# I want an unfinished modular home



## Leslie Walker (Mar 14, 2012)

I am looking for a company in south ga that will build simply foundation and outside walls. I will do the entire inside!! Know anyone company?


----------



## mae-ling (Dec 9, 2011)

Grab the yellow pages and start calling carpenters


----------



## user1007 (Sep 23, 2009)

I've mentioned it before but see if you can find a book called "Prefabulous and Sustainable" at the library. It is great for ideas and as I remember has a nice resource list in the back of people doing prefab work both from a design and manufacturing standpoint and from a contracting standpoint. It is not unusual to think about having someone do the structure for you and finishing the interior yourself. See how much of the interior infrastructure like plumbing and electrical code will allow the factory to do also. 










Search online for prefab housing manufacturers and contractors as well. I would suspect the industry is now large enough it has an association.

Be aware scheduling may be an issue. As I remember, one obstacle to building prefab as highway departments restrict the number of components that can be shipped each year.

Good luck. Please post again as you proceed. Nothing against the folks that build from piles of sticks and blocks but prefab has some real advantage, not the least being less material waste. And you can put and roof basic structure in a few days. In theory you can invest the savings in finishing the interior to a more glorious standard.


----------



## joecaption (Nov 30, 2011)

A few draw backs to concider is most banks would not go for it if your going to have to finance this home.

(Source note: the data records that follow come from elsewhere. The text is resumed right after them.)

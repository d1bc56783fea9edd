//! Date and time utilities.

use std::{cmp::Ordering, marker::PhantomData};

use derive_more::{Debug, Display, Error};
use time::{
    format_description::well_known::Rfc3339, Date, PrimitiveDateTime, Time,
    UtcOffset,
};

/// Untyped date and time.
pub type DateTime = DateTimeOf;

/// UTC date and time.
#[derive(Debug)]
pub struct DateTimeOf<Of: ?Sized = ()> {
    /// Inner representation of the date and time.
    inner: time::OffsetDateTime,

    /// Type parameter describing the kind of date and time.
    #[debug(skip)]
    _of: PhantomData<Of>,
}

impl<Of: ?Sized> DateTimeOf<Of> {
    /// Creates a new [`DateTime`] representing the current date and time.
    #[expect(clippy::missing_panics_doc, reason = "infallible")]
    #[must_use]
    pub fn now() -> Self {
        let inner = time::OffsetDateTime::now_utc();
        Self {
            _of: PhantomData,
            inner: inner
                .replace_microsecond(inner.microsecond())
                .expect("infallible"),
        }
    }

    /// Creates a new [`DateTime`] from a wall-clock `date` and `time`
    /// observed at the provided UTC `offset`.
    ///
    /// # Errors
    ///
    /// Errors if the resulting instant is out of the supported range.
    pub fn from_local(
        date: Date,
        time: Time,
        offset: UtcOffset,
    ) -> Result<Self, time::error::ComponentRange> {
        PrimitiveDateTime::new(date, time)
            .assume_offset(offset)
            .try_into()
    }

    /// Returns the calendar [`Date`] of this [`DateTime`] as observed at the
    /// provided UTC `offset`.
    #[must_use]
    pub fn date_at(&self, offset: UtcOffset) -> Date {
        self.inner.to_offset(offset).date()
    }

    /// Creates a new [`DateTime`] from the provided [RFC 3339] string.
    ///
    /// # Errors
    ///
    /// Returns an error if the string is not a valid [RFC 3339] date and time.
    ///
    /// [RFC 3339]: https://tools.ietf.org/html/rfc3339
    pub fn from_rfc3339(input: &str) -> Result<Self, ParseError> {
        use ParseError as E;

        time::OffsetDateTime::parse(input, &Rfc3339)
            .map_err(E::Parse)?
            .try_into()
            .map_err(E::ComponentRange)
    }

    /// Returns the [`DateTime`] as an [RFC 3339] string.
    ///
    /// [RFC 3339]: https://tools.ietf.org/html/rfc3339
    #[expect(clippy::missing_panics_doc, reason = "infallible")]
    #[must_use]
    pub fn to_rfc3339(&self) -> String {
        self.inner.format(&Rfc3339).unwrap_or_else(|e| {
            panic!("cannot format `DateTime` as RFC 3339: {e}")
        })
    }

    /// Coerces one kind of [`DateTime`] into another.
    #[must_use]
    pub fn coerce<NewOf: ?Sized>(self) -> DateTimeOf<NewOf> {
        DateTimeOf {
            inner: self.inner,
            _of: PhantomData,
        }
    }
}

/// Error of parsing [`DateTime`] from a string.
#[derive(Clone, Copy, Debug, Display, Error)]
pub enum ParseError {
    /// Failed to parse the string into an [`DateTime`].
    Parse(time::error::Parse),

    /// Parsed [`DateTime`] has an out of range component.
    ComponentRange(time::error::ComponentRange),
}

impl<Of: ?Sized> Copy for DateTimeOf<Of> {}
impl<Of: ?Sized> Clone for DateTimeOf<Of> {
    fn clone(&self) -> Self {
        *self
    }
}

impl<Of: ?Sized> Eq for DateTimeOf<Of> {}
impl<Of: ?Sized> PartialEq for DateTimeOf<Of> {
    fn eq(&self, other: &Self) -> bool {
        self.inner == other.inner
    }
}

impl<Of: ?Sized> Ord for DateTimeOf<Of> {
    fn cmp(&self, other: &Self) -> Ordering {
        self.inner.cmp(&other.inner)
    }
}
impl<Of: ?Sized> PartialOrd for DateTimeOf<Of> {
    fn partial_cmp(&self, other: &Self) -> Option<Ordering> {
        Some(self.cmp(other))
    }
}

impl<Of: ?Sized> TryFrom<time::OffsetDateTime> for DateTimeOf<Of> {
    type Error = time::error::ComponentRange;

    fn try_from(dt: time::OffsetDateTime) -> Result<Self, Self::Error> {
        dt.to_offset(UtcOffset::UTC)
            .replace_microsecond(dt.microsecond())
            .map(|inner| Self {
                inner,
                _of: PhantomData,
            })
    }
}

impl<Of: ?Sized> From<DateTimeOf<Of>> for time::OffsetDateTime {
    fn from(dt: DateTimeOf<Of>) -> Self {
        dt.inner
    }
}

#[cfg(feature = "serde")]
pub mod serde {
    //! Module providing integration with [`serde`] crate.

    use super::DateTimeOf;

    pub mod rfc3339 {
        //! Module providing serialization and deserialization of [`DateTimeOf`]
        //! as an [RFC 3339] string.
        //!
        //! [RFC 3339]: https://tools.ietf.org/html/rfc3339

        use serde::{de::Error, Deserialize as _, Deserializer, Serializer};

        use super::DateTimeOf;

        /// Serializes the [`DateTimeOf`] as an [RFC 3339] string.
        ///
        /// # Errors
        ///
        /// Never errors on its own, only propagates `serializer` errors.
        ///
        /// [RFC 3339]: https://tools.ietf.org/html/rfc3339
        pub fn serialize<Of, S>(
            dt: &DateTimeOf<Of>,
            serializer: S,
        ) -> Result<S::Ok, S::Error>
        where
            S: Serializer,
            Of: ?Sized,
        {
            serializer.serialize_str(&dt.to_rfc3339())
        }

        /// Deserializes an [RFC 3339] string into a [`DateTimeOf`].
        ///
        /// # Errors
        ///
        /// Returns an error if the string is not a valid [RFC 3339] date and
        /// time.
        ///
        /// [RFC 3339]: https://tools.ietf.org/html/rfc3339
        pub fn deserialize<'de, D, Of>(
            deserializer: D,
        ) -> Result<DateTimeOf<Of>, D::Error>
        where
            D: Deserializer<'de>,
            Of: ?Sized,
        {
            let s = String::deserialize(deserializer)?;
            DateTimeOf::from_rfc3339(&s).map_err(Error::custom)
        }
    }
}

If things fall through for any reason there not going to be able to sell an incomplete home if they end up with it.
Some areas will not give you a certifacate of occupancey until all the wiring, plumbing, sheetrock and flooring is complete, so legally you could not live in it while fininishing it.
Look around and see if you can find a place that makes what's called panilized homes.
The walls come all prebuilt with the siding, doors and windows in place. The walls come on a truck with a lift mounted to the truck. Once the walls are up the next truck shows up with the trusses.


----------